**The task:**
Start at the line holding "frames, and a". Write out that line and each one after it to the end of the data, unchanged.

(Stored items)
--*--

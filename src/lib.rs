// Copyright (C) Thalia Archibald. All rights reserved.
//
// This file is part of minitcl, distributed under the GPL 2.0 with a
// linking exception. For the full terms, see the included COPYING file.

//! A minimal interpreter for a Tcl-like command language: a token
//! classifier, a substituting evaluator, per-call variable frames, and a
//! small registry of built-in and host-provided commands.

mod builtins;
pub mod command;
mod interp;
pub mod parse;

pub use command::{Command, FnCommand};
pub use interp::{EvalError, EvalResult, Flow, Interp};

--*--

**Response to this task:**
//! classifier, a substituting evaluator, per-call variable frames, and a
//! small registry of built-in and host-provided commands.

mod builtins;
pub mod command;
mod interp;
pub mod parse;

pub use command::{Command, FnCommand};
pub use interp::{EvalError, EvalResult, Flow, Interp};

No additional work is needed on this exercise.